WORK ORDER:
Below are the records. Restate word for word every line from the one that contains "filename crates/famtree_core/src/service/mod.rs" through the final line, both included.

MATERIALS PROVIDED:
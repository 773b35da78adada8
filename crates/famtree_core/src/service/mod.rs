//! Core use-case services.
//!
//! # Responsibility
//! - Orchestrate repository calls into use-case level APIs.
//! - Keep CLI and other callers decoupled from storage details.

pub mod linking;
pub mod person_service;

TASK OUTPUT:
filename crates/famtree_core/src/service/mod.rs
//! Core use-case services.
//!
//! # Responsibility
//! - Orchestrate repository calls into use-case level APIs.
//! - Keep CLI and other callers decoupled from storage details.

pub mod linking;
pub mod person_service;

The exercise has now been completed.